Nebraska is expected to execute its first death row inmate in 21 years on Tuesday, using fentanyl.
This would be the first time a state has ever used the powerful opioid in an execution. Nebraska wants to use fentanyl along with Valium and other drugs to put to death Carey Dean Moore, who was sentenced to death for the 1979 murders of two cab drivers in Omaha. On Monday, a federal appeals court rejected an attempt by the German pharmaceutical company Fresenius Kabi to stop the execution; Fresenius Kabi said two of its drugs, a muscle relaxant and potassium chloride, would be used in the lethal cocktail, but claimed Nebraska obtained the drugs illegally, The Guardian reports.

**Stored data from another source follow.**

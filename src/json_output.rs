//! JSON output format for result tables

use crate::table::TitledTable;
use serde::{Deserialize, Serialize};

/// Top-level JSON document for one run
#[derive(Debug, Clone, Serialize, Deserialize)]
pub struct JsonReport {
    /// Version of the stepwise binary that produced the report
    pub version: String,
    pub tables: Vec<TitledTable>,
}

impl JsonReport {
    pub fn new(tables: Vec<TitledTable>) -> Self {
        Self {
            version: env!("CARGO_PKG_VERSION").to_string(),
            tables,
        }
    }

    pub fn to_json(&self) -> serde_json::Result<String> {
        serde_json::to_string_pretty(self)
    }
}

Fresenius Kabi argued the state did not store the drugs properly, which could lead to a painful execution and damage to the company's reputation. The court disagreed and said the execution must go on because it's "the will of the people." Nebraska's director of prisons would not reveal how the state was able to buy the drugs, but said the Fresenius Kabi drugs are set to expire and must be used soon. Nebraska has been having a hard time getting the drugs it needs for capital punishment, due to manufacturers and distributors not wanting to be part of the execution business. When taken in high doses, and especially in combination with other substances, fentanyl can cause respiratory distress and death.